Lieutenant-General Charles Foulkes's I Canadian Corps, newly arrived from Italy, took over control of the Nijmegen bridgehead, with 49th British Division under command, on March 15. The Yorkshiremen of the West Riding Div. had served in 1st Canadian Army since the previous August and there were no difficulties with the new arrangement. Foulkes accepted the plans prepared by the British division for an attack on the German positions south of the Rhine River and 5th Canadian Armoured Division supported the British advance, forcing the Germans to retreat to the north bank of the river.
The army commander, General Harry Crerar, decided to delay a direct attack on Arnhem until the city and its defenders were cut off by an advance across the Ijssel River to Apeldoorn. This in turn depended upon the success of 3rd Canadian Division in clearing the east bank of the river and the cities of Zutphen and Deventer. As the Canadians prepared for these operations they were confronted with a new set of problems. Reports from the old provinces of Holland, including the cities of Amsterdam and Rotterdam, indicated that the terrible conditions of the "hunger winter" were continuing and the people of western Holland were facing starvation. The Nazi governor, Seyss Inquart, who had deliberately created the food shortage in retaliation for the actions of the Dutch resistance, now threatened to flood much of Holland as a defensive measure. If military action was the answer, all possible speed was required.

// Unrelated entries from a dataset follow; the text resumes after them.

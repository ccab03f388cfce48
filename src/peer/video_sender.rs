use std::net::{SocketAddr, UdpSocket};
use std::sync::Arc;
use std::sync::atomic::{AtomicU32, Ordering};
use std::sync::mpsc::{Receiver, SyncSender, TrySendError, sync_channel};
use std::thread::{self, JoinHandle};

use rand::Rng;
use rand::rngs::OsRng;

use crate::log::log_sink::LogSink;
use crate::source::IngressPacket;
use crate::srtp::SrtpContext;
use crate::{sink_debug, sink_warn};

/// Depth of the per-peer send queue. One queue per peer keeps the
/// fan-out non-blocking for the ingress thread and preserves per-peer
/// packet order.
const QUEUE_DEPTH: usize = 256;

/// Commands consumed by the send pipeline worker.
pub enum SendCmd {
    /// Arms the pipeline: SRTP context plus the nominated pair to write
    /// to. Sent by the control thread once DTLS completes.
    Activate {
        ctx: Box<SrtpContext>,
        sock: Arc<UdpSocket>,
        remote: SocketAddr,
    },
    Packet(Arc<IngressPacket>),
    Close,
}

/// The per-peer outbound pipeline: a single-producer queue drained by
/// one worker thread that rewrites, protects and transmits each packet.
///
/// Header rewriting per peer: a fresh monotonic sequence starting at a
/// random value, the input timestamp shifted by a constant random
/// offset, the peer's own SSRC, marker and payload type preserved, and
/// padding/extensions/CSRCs stripped.
pub struct VideoSender {
    tx: SyncSender<SendCmd>,
    handle: Option<JoinHandle<()>>,
    failures: Arc<AtomicU32>,
}

impl VideoSender {
    #[must_use]
    pub fn spawn(logger: Arc<dyn LogSink>, outbound_ssrc: u32, failures: Arc<AtomicU32>) -> Self {
        let (tx, rx) = sync_channel(QUEUE_DEPTH);
        let worker_failures = Arc::clone(&failures);
        let handle = thread::Builder::new()
            .name("peer-send".into())
            .spawn(move || send_loop(rx, logger, outbound_ssrc, &worker_failures))
            .ok();
        Self {
            tx,
            handle,
            failures,
        }
    }

    /// A second sender for the control thread (activation/close).
    #[must_use]
    pub fn command_sender(&self) -> SyncSender<SendCmd> {
        self.tx.clone()
    }

    /// Enqueues a packet without blocking.
    ///
    /// # Errors
    /// `TrySendError` when the queue is full or the worker is gone; the
    /// caller counts it as a send failure.
    pub fn send_packet(&self, pkt: Arc<IngressPacket>) -> Result<(), TrySendError<SendCmd>> {
        self.tx.try_send(SendCmd::Packet(pkt))
    }

    /// Consecutive failures observed by the worker (reset on success).
    #[must_use]
    pub fn consecutive_failures(&self) -> u32 {
        self.failures.load(Ordering::Relaxed)
    }

    /// Asks the worker to wipe its keys and exit, then joins it.
    /// Blocking send: a full queue must not lose the Close command (the
    /// worker is draining, so space frees up).
    pub fn shutdown(&mut self) {
        let _ = self.tx.send(SendCmd::Close);
        if let Some(h) = self.handle.take() {
            let _ = h.join();
        }
    }
}

impl Drop for VideoSender {
    fn drop(&mut self) {
        self.shutdown();
    }
}

struct SendTarget {
    ctx: Box<SrtpContext>,
    sock: Arc<UdpSocket>,
    remote: SocketAddr,
}

fn send_loop(
    rx: Receiver<SendCmd>,
    logger: Arc<dyn LogSink>,
    ssrc: u32,
    failures: &AtomicU32,
) {
    let mut target: Option<SendTarget> = None;
    // Random origin, capped below 0x8000 so a receiver that joins on the
    // first packet cannot misread the rollover counter.
    let mut sequence: u16 = OsRng.gen_range(0..0x8000);
    let timestamp_offset: u32 = OsRng.r#gen();
    let mut scratch: Vec<u8> = Vec::with_capacity(1500 + 16);

    while let Ok(cmd) = rx.recv() {
        match cmd {
            SendCmd::Activate { ctx, sock, remote } => {
                sink_debug!(&logger, "[SEND] pipeline armed towards {}", remote);
                target = Some(SendTarget { ctx, sock, remote });
            }
            SendCmd::Packet(pkt) => {
                let Some(t) = &mut target else {
                    // Not connected yet; dropped silently by contract.
                    continue;
                };
                sequence = sequence.wrapping_add(1);
                match transmit(t, &pkt, ssrc, sequence, timestamp_offset, &mut scratch) {
                    Ok(()) => failures.store(0, Ordering::Relaxed),
                    Err(reason) => {
                        failures.fetch_add(1, Ordering::Relaxed);
                        sink_warn!(&logger, "[SEND] packet dropped: {}", reason);
                    }
                }
            }
            SendCmd::Close => break,
        }
    }

    if let Some(mut t) = target {
        t.ctx.close();
    }
}

fn transmit(
    target: &mut SendTarget,
    pkt: &IngressPacket,
    ssrc: u32,
    sequence: u16,
    timestamp_offset: u32,
    scratch: &mut Vec<u8>,
) -> Result<(), String> {
    let payload = pkt.payload().map_err(|e| e.to_string())?;

    scratch.clear();
    // Fixed 12-byte header only: padding, extensions and CSRCs from the
    // ingress packet are not forwarded.
    scratch.push(0x80);
    scratch.push(((pkt.header.marker as u8) << 7) | (pkt.header.payload_type & 0x7F));
    scratch.extend_from_slice(&sequence.to_be_bytes());
    scratch
        .extend_from_slice(&pkt.header.timestamp.wrapping_add(timestamp_offset).to_be_bytes());
    scratch.extend_from_slice(&ssrc.to_be_bytes());
    scratch.extend_from_slice(payload);

    target.ctx.protect(scratch).map_err(|e| e.to_string())?;
    target
        .sock
        .send_to(scratch, target.remote)
        .map_err(|e| e.to_string())?;
    Ok(())
}

#[cfg(test)]
mod tests {
    #![allow(clippy::unwrap_used, clippy::expect_used)]
    use super::*;
    use crate::log::NoopLogSink;
    use crate::pool::PacketPool;
    use crate::rtp::{RtpHeaderView, RtpPacket};
    use crate::source::UdpRtpSource;
    use crate::srtp::SrtpEndpointKeys;
    use std::sync::Mutex;
    use std::time::Duration;

    fn master() -> SrtpEndpointKeys {
        SrtpEndpointKeys {
            master_key: (0..16).collect(),
            master_salt: (50..64).collect(),
        }
    }

    /// Delivers a handful of ingress packets through a real source so the
    /// pipeline sees genuine `IngressPacket`s, then checks the rewritten
    /// SRTP output on a loopback socket.
    #[test]
    fn pipeline_rewrites_and_protects() {
        let logger: Arc<dyn LogSink> = Arc::new(NoopLogSink);
        let failures = Arc::new(AtomicU32::new(0));
        let out_sock = Arc::new(UdpSocket::bind("127.0.0.1:0").unwrap());
        out_sock
            .set_read_timeout(Some(Duration::from_secs(2)))
            .unwrap();
        let out_addr = out_sock.local_addr().unwrap();

        let ssrc = 0x5151_5151;
        let sender = VideoSender::spawn(logger.clone(), ssrc, Arc::clone(&failures));
        sender
            .command_sender()
            .try_send(SendCmd::Activate {
                ctx: Box::new(SrtpContext::active(logger.clone(), master()).unwrap()),
                sock: Arc::new(UdpSocket::bind("127.0.0.1:0").unwrap()),
                remote: out_addr,
            })
            .ok()
            .unwrap();

        // Feed ingress packets through a real UdpRtpSource into the sender.
        let captured: Arc<Mutex<Vec<Arc<IngressPacket>>>> = Arc::new(Mutex::new(Vec::new()));
        let sink = Arc::clone(&captured);
        let pool = Arc::new(PacketPool::new(1500, 4, 16));
        let source = UdpRtpSource::start(
            logger.clone(),
            "127.0.0.1:0".parse().unwrap(),
            pool,
            Arc::new(move |p| sink.lock().unwrap().push(p)),
        )
        .unwrap();
        let feeder = UdpSocket::bind("127.0.0.1:0").unwrap();
        for (seq, marker) in [(100u16, false), (101, true)] {
            let pkt = RtpPacket::simple(96, marker, seq, 90_000, 0xAAAA_0001, b"nal".to_vec());
            feeder
                .send_to(&pkt.encode().unwrap(), source.local_addr())
                .unwrap();
        }
        for _ in 0..100 {
            if captured.lock().unwrap().len() == 2 {
                break;
            }
            thread::sleep(Duration::from_millis(10));
        }
        let pkts: Vec<Arc<IngressPacket>> = captured.lock().unwrap().clone();
        assert_eq!(pkts.len(), 2);
        for p in &pkts {
            assert!(sender.send_packet(Arc::clone(p)).is_ok());
        }

        // Decrypt what came out and compare against the input.
        let mut recv_ctx = SrtpContext::active(logger, master()).unwrap();
        let mut seqs = Vec::new();
        let mut ts_offsets = Vec::new();
        for p in &pkts {
            let mut buf = [0u8; 2048];
            let (n, _) = out_sock.recv_from(&mut buf).unwrap();
            let mut wire = buf[..n].to_vec();
            recv_ctx.unprotect(&mut wire).unwrap();
            let view = RtpHeaderView::parse(&wire).unwrap();
            assert_eq!(view.ssrc, ssrc, "SSRC must be rewritten");
            assert_eq!(view.payload_type, 96);
            assert_eq!(view.marker, p.header.marker, "marker must be preserved");
            assert_eq!(view.header_len, 12, "extensions/CSRCs stripped");
            assert_eq!(view.payload(&wire).unwrap(), b"nal");
            seqs.push(view.sequence_number);
            ts_offsets.push(view.timestamp.wrapping_sub(p.header.timestamp));
        }
        // Sequence numbers advance by exactly one per packet, and the
        // timestamp offset is the same constant for the peer's lifetime.
        assert_eq!(seqs[1], seqs[0].wrapping_add(1));
        assert_eq!(ts_offsets[0], ts_offsets[1]);
        assert_eq!(failures.load(Ordering::Relaxed), 0);
        drop(source);
    }

    #[test]
    fn packets_before_activation_are_dropped_silently() {
        let logger: Arc<dyn LogSink> = Arc::new(NoopLogSink);
        let failures = Arc::new(AtomicU32::new(0));
        let sender = VideoSender::spawn(logger.clone(), 1, Arc::clone(&failures));

        let captured: Arc<Mutex<Vec<Arc<IngressPacket>>>> = Arc::new(Mutex::new(Vec::new()));
        let sink = Arc::clone(&captured);
        let pool = Arc::new(PacketPool::new(1500, 4, 16));
        let source = UdpRtpSource::start(
            logger,
            "127.0.0.1:0".parse().unwrap(),
            pool,
            Arc::new(move |p| sink.lock().unwrap().push(p)),
        )
        .unwrap();
        let feeder = UdpSocket::bind("127.0.0.1:0").unwrap();
        let pkt = RtpPacket::simple(96, false, 1, 2, 3, b"x".to_vec());
        feeder
            .send_to(&pkt.encode().unwrap(), source.local_addr())
            .unwrap();
        for _ in 0..100 {
            if !captured.lock().unwrap().is_empty() {
                break;
            }
            thread::sleep(Duration::from_millis(10));
        }
        let p = captured.lock().unwrap().remove(0);
        assert!(sender.send_packet(p).is_ok());
        thread::sleep(Duration::from_millis(50));
        assert_eq!(failures.load(Ordering::Relaxed), 0, "silent drop, not a failure");
        drop(source);
    }
}
use std::net::SocketAddr;
use std::time::Duration;

/// Runtime configuration for the restreamer core.
///
/// The embedding service supplies the ingress endpoint; everything else is
/// an internal tunable with a sensible default. There is no file or
/// environment loading — all state is handed in by the embedder.
#[derive(Debug, Clone)]
pub struct RestreamerConfig {
    /// UDP endpoint the source RTP stream arrives on.
    pub rtp_listen: SocketAddr,
    /// Maximum datagram size accepted on ingress and emitted on egress.
    pub mtu: usize,
    /// Number of pooled buffers kept warm across bursts.
    pub pool_soft_cap: usize,
    /// Absolute buffer ceiling; `acquire` fails beyond this.
    pub pool_hard_cap: usize,
    /// Deadline for the DTLS handshake after ICE nominates a pair.
    pub dtls_timeout: Duration,
    /// Deadline for ICE connectivity from the first check.
    pub ice_timeout: Duration,
    /// Interval between STUN keepalive indications on the selected pair.
    pub ice_keepalive: Duration,
    /// Silence on the selected pair before the agent reports Disconnected.
    pub ice_disconnect_after: Duration,
    /// Period of the background sweep (keepalive tick + peer cleanup).
    pub sweep_period: Duration,
    /// Consecutive send failures after which a peer is marked Failed.
    pub send_failure_threshold: u32,
}

impl RestreamerConfig {
    /// Configuration with defaults for everything except the ingress endpoint.
    #[must_use]
    pub fn new(rtp_listen: SocketAddr) -> Self {
        Self {
            rtp_listen,
            mtu: 1500,
            pool_soft_cap: 256,
            pool_hard_cap: 4096,
            dtls_timeout: Duration::from_secs(30),
            ice_timeout: Duration::from_secs(30),
            ice_keepalive: Duration::from_secs(15),
            ice_disconnect_after: Duration::from_secs(6),
            sweep_period: Duration::from_secs(10),
            send_failure_threshold: 10,
        }
    }
}
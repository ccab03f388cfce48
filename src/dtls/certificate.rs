use openssl::asn1::Asn1Time;
use openssl::bn::{BigNum, MsbOption};
use openssl::ec::{EcGroup, EcKey};
use openssl::hash::MessageDigest;
use openssl::nid::Nid;
use openssl::pkey::{PKey, Private};
use openssl::x509::extension::{BasicConstraints, SubjectAlternativeName};
use openssl::x509::{X509, X509NameBuilder};

use super::dtls_error::DtlsError;

/// Self-signed certificate plus key generated once at process start and
/// shared by every peer. Its SHA-256 fingerprint goes into each offer.
#[derive(Clone)]
pub struct DtlsIdentity {
    cert: X509,
    pkey: PKey<Private>,
    fingerprint: String,
}

impl DtlsIdentity {
    /// Generates an ECDSA P-256 identity.
    ///
    /// # Errors
    /// [`DtlsError::Ssl`] if openssl refuses any of the building steps.
    pub fn generate() -> Result<Self, DtlsError> {
        let group = EcGroup::from_curve_name(Nid::X9_62_PRIME256V1)?;
        let ec_key = EcKey::generate(&group)?;
        let pkey = PKey::from_ec_key(ec_key)?;

        let mut name = X509NameBuilder::new()?;
        name.append_entry_by_text("CN", "restreamer")?;
        let name = name.build();

        let mut builder = X509::builder()?;
        builder.set_version(2)?;
        let mut serial = BigNum::new()?;
        serial.rand(64, MsbOption::MAYBE_ZERO, false)?;
        builder.set_serial_number(serial.to_asn1_integer()?.as_ref())?;
        builder.set_subject_name(&name)?;
        builder.set_issuer_name(&name)?;
        builder.set_pubkey(&pkey)?;
        builder.set_not_before(Asn1Time::days_from_now(0)?.as_ref())?;
        builder.set_not_after(Asn1Time::days_from_now(365)?.as_ref())?;
        builder.append_extension(BasicConstraints::new().build()?)?;
        builder.append_extension(
            SubjectAlternativeName::new()
                .dns("restreamer")
                .build(&builder.x509v3_context(None, None))?,
        )?;
        builder.sign(&pkey, MessageDigest::sha256())?;
        let cert = builder.build();

        let fingerprint = fingerprint_of(&cert)?;
        Ok(Self {
            cert,
            pkey,
            fingerprint,
        })
    }

    #[must_use]
    pub fn certificate(&self) -> &X509 {
        &self.cert
    }

    #[must_use]
    pub fn private_key(&self) -> &PKey<Private> {
        &self.pkey
    }

    /// Upper-case colon-separated SHA-256 digest, as SDP wants it.
    #[must_use]
    pub fn fingerprint(&self) -> &str {
        &self.fingerprint
    }
}

/// Colon-separated SHA-256 digest of a certificate.
pub(crate) fn fingerprint_of(cert: &X509) -> Result<String, DtlsError> {
    let digest = cert.digest(MessageDigest::sha256())?;
    Ok(to_colon_hex(&digest))
}

fn to_colon_hex(bytes: &[u8]) -> String {
    bytes
        .iter()
        .map(|b| format!("{b:02X}"))
        .collect::<Vec<_>>()
        .join(":")
}

/// The fingerprint a remote SDP pinned, e.g.
/// `sha-256 AB:CD:...`. Comparison is case-insensitive on both the
/// algorithm token and the hex bytes.
#[derive(Debug, Clone, PartialEq, Eq)]
pub struct RemoteFingerprint {
    pub algorithm: String,
    pub value: String,
}

impl RemoteFingerprint {
    /// Parses the value of an `a=fingerprint` attribute.
    #[must_use]
    pub fn parse(attr_value: &str) -> Option<Self> {
        let (algorithm, value) = attr_value.trim().split_once(' ')?;
        if value.is_empty() {
            return None;
        }
        Some(Self {
            algorithm: algorithm.to_owned(),
            value: value.trim().to_owned(),
        })
    }

    /// Digest for the pinned algorithm; only the SHA family WebRTC uses.
    #[must_use]
    pub fn digest(&self) -> Option<MessageDigest> {
        match self.algorithm.to_ascii_lowercase().as_str() {
            "sha-256" => Some(MessageDigest::sha256()),
            "sha-1" => Some(MessageDigest::sha1()),
            _ => None,
        }
    }

    /// True if `cert` hashes to this fingerprint.
    #[must_use]
    pub fn matches(&self, cert: &X509) -> bool {
        let Some(digest) = self.digest() else {
            return false;
        };
        let Ok(hash) = cert.digest(digest) else {
            return false;
        };
        to_colon_hex(&hash).eq_ignore_ascii_case(&self.value)
    }
}

#[cfg(test)]
mod tests {
    #![allow(clippy::unwrap_used, clippy::expect_used)]
    use super::*;

    #[test]
    fn generated_identity_has_sha256_fingerprint() {
        let id = DtlsIdentity::generate().unwrap();
        // 32 bytes -> 32 hex pairs joined by ':'.
        assert_eq!(id.fingerprint().len(), 32 * 3 - 1);
        assert!(id.fingerprint().chars().all(|c| c.is_ascii_hexdigit() || c == ':'));
    }

    #[test]
    fn remote_fingerprint_matches_own_cert() {
        let id = DtlsIdentity::generate().unwrap();
        let fp = RemoteFingerprint::parse(&format!("sha-256 {}", id.fingerprint())).unwrap();
        assert!(fp.matches(id.certificate()));

        // Case-insensitive on algorithm and hex.
        let lower = RemoteFingerprint::parse(&format!(
            "SHA-256 {}",
            id.fingerprint().to_ascii_lowercase()
        ))
        .unwrap();
        assert!(lower.matches(id.certificate()));
    }

    #[test]
    fn remote_fingerprint_rejects_other_cert() {
        let a = DtlsIdentity::generate().unwrap();
        let b = DtlsIdentity::generate().unwrap();
        let fp = RemoteFingerprint::parse(&format!("sha-256 {}", a.fingerprint())).unwrap();
        assert!(!fp.matches(b.certificate()));
    }

    #[test]
    fn parse_rejects_garbage() {
        assert!(RemoteFingerprint::parse("sha-256").is_none());
        assert!(RemoteFingerprint::parse("").is_none());
    }

    #[test]
    fn unknown_algorithm_never_matches() {
        let id = DtlsIdentity::generate().unwrap();
        let fp = RemoteFingerprint {
            algorithm: "md5".to_owned(),
            value: id.fingerprint().to_owned(),
        };
        assert!(!fp.matches(id.certificate()));
    }
}
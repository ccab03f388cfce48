use std::{fmt, str::FromStr};

use super::sdp_error::SdpError;

/// The `o=` line: username, session id/version, network and address.
#[derive(Debug, Clone, PartialEq, Eq)]
pub struct Origin {
    pub username: String,
    pub session_id: u64,
    pub session_version: u64,
    pub net_type: String,
    pub addr_type: String,
    pub unicast_address: String,
}

impl Origin {
    /// The anonymous origin this crate emits: `- <id> <version> IN IP4 0.0.0.0`.
    #[must_use]
    pub fn anonymous(session_id: u64, session_version: u64) -> Self {
        Self {
            username: "-".to_owned(),
            session_id,
            session_version,
            net_type: "IN".to_owned(),
            addr_type: "IP4".to_owned(),
            unicast_address: "0.0.0.0".to_owned(),
        }
    }
}

impl FromStr for Origin {
    type Err = SdpError;

    fn from_str(s: &str) -> Result<Self, Self::Err> {
        let parts: Vec<&str> = s.split_whitespace().collect();
        if parts.len() != 6 {
            return Err(SdpError::Invalid("o="));
        }
        Ok(Self {
            username: parts[0].to_owned(),
            session_id: parts[1].parse()?,
            session_version: parts[2].parse()?,
            net_type: parts[3].to_owned(),
            addr_type: parts[4].to_owned(),
            unicast_address: parts[5].to_owned(),
        })
    }
}

impl fmt::Display for Origin {
    fn fmt(&self, f: &mut fmt::Formatter<'_>) -> fmt::Result {
        write!(
            f,
            "{} {} {} {} {} {}",
            self.username,
            self.session_id,
            self.session_version,
            self.net_type,
            self.addr_type,
            self.unicast_address
        )
    }
}

#[cfg(test)]
mod tests {
    #![allow(clippy::unwrap_used, clippy::expect_used)]
    use super::*;

    #[test]
    fn parse_and_format_roundtrip() {
        let o: Origin = "- 4858251974351650128 2 IN IP4 127.0.0.1".parse().unwrap();
        assert_eq!(o.session_id, 4_858_251_974_351_650_128);
        assert_eq!(o.to_string(), "- 4858251974351650128 2 IN IP4 127.0.0.1");
    }

    #[test]
    fn wrong_arity_is_invalid() {
        assert!(matches!(
            "- 1 2 IN IP4".parse::<Origin>(),
            Err(SdpError::Invalid("o="))
        ));
    }
}
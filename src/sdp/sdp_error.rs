use std::fmt;
use std::num::ParseIntError;

#[derive(Debug, Clone, PartialEq, Eq)]
pub enum SdpError {
    /// A mandatory line (`v=`, `o=`, `s=`) is absent.
    Missing(&'static str),
    /// A line has the wrong shape for its prefix.
    Invalid(&'static str),
    ParseInt,
}

impl fmt::Display for SdpError {
    fn fmt(&self, f: &mut fmt::Formatter<'_>) -> fmt::Result {
        match self {
            Self::Missing(what) => write!(f, "missing mandatory SDP line: {what}"),
            Self::Invalid(what) => write!(f, "invalid SDP line: {what}"),
            Self::ParseInt => write!(f, "invalid number in SDP"),
        }
    }
}

impl std::error::Error for SdpError {}

impl From<ParseIntError> for SdpError {
    fn from(_: ParseIntError) -> Self {
        Self::ParseInt
    }
}
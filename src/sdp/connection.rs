use std::{fmt, str::FromStr};

use super::sdp_error::SdpError;

/// The `c=` line: network type, address type, connection address.
#[derive(Debug, Clone, PartialEq, Eq)]
pub struct Connection {
    pub net_type: String,
    pub addr_type: String,
    pub address: String,
}

impl Connection {
    #[must_use]
    pub fn new<A: Into<String>, B: Into<String>, C: Into<String>>(
        net_type: A,
        addr_type: B,
        address: C,
    ) -> Self {
        Self {
            net_type: net_type.into(),
            addr_type: addr_type.into(),
            address: address.into(),
        }
    }
}

impl FromStr for Connection {
    type Err = SdpError;

    fn from_str(s: &str) -> Result<Self, Self::Err> {
        let parts: Vec<&str> = s.split_whitespace().collect();
        if parts.len() != 3 {
            return Err(SdpError::Invalid("c="));
        }
        Ok(Self::new(parts[0], parts[1], parts[2]))
    }
}

impl fmt::Display for Connection {
    fn fmt(&self, f: &mut fmt::Formatter<'_>) -> fmt::Result {
        write!(f, "{} {} {}", self.net_type, self.addr_type, self.address)
    }
}
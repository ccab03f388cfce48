pub mod log_level;
pub mod log_macros;
pub mod log_msg;
pub mod log_sink;
pub mod logger;
pub mod logger_handle;
pub mod noop_log_sink;
pub use log_level::LogLevel;
pub use log_sink::LogSink;
pub use noop_log_sink::NoopLogSink;

use std::time::{SystemTime, UNIX_EPOCH};

/// Milliseconds since the unix epoch; 0 if the clock is before it.
#[must_use]
pub fn now_millis() -> u128 {
    SystemTime::now()
        .duration_since(UNIX_EPOCH)
        .map(|d| d.as_millis())
        .unwrap_or_default()
}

1st Canadian Infantry Division, waiting in the Rhineland, was placed under the command of Guy Simonds's II Canadian Corps. Formation patches and divisional signs were removed and the division was brought north to woods in the vicinity of Gorssel while 3rd Canadian Infantry Division captured Zutphen. Major-General Harry Foster held his O group on April 10 and outlined the plan for the first phase of Operation Cannonshot. Foster selected the 2nd Canadian Infantry Brigade, (the Princess Patricia's Canadian Light Infantry, the Seaforth Highlanders of Canada, the Loyal Edmonton Regiment) to make the assault crossing of the Ijssel River.
Each brigade in 1st Canadian Infantry Division had one battalion from a Permanent Force regiment and two militia battalions. This distinction had been of some importance during training in England but by 1945 very few officers and non-commissioned officers who served in the early years of the war were still around and the battalions were staffed with the products of Brockville and other officer training schools, while many senior NCOs were former privates. This citizen army had acquired a high degree of professionalism, particularly at the staff level and in the supporting arms. Infantry rifle companies suffered such high casualties that the ever-changing mix of officers and NCOs makes generalization about comparative combat effectiveness impossible. A battalion that distinguished itself in 1944 might still carry the same proud name in 1945 but it was made of different men. Sydney Frost, a Captain in the Patricias during Operation Cannonshot, noted that just two officers who had landed with the Patricias in Sicily were still with the battalion in April 1945. Despite the turnover regimental traditions and reputations lived on.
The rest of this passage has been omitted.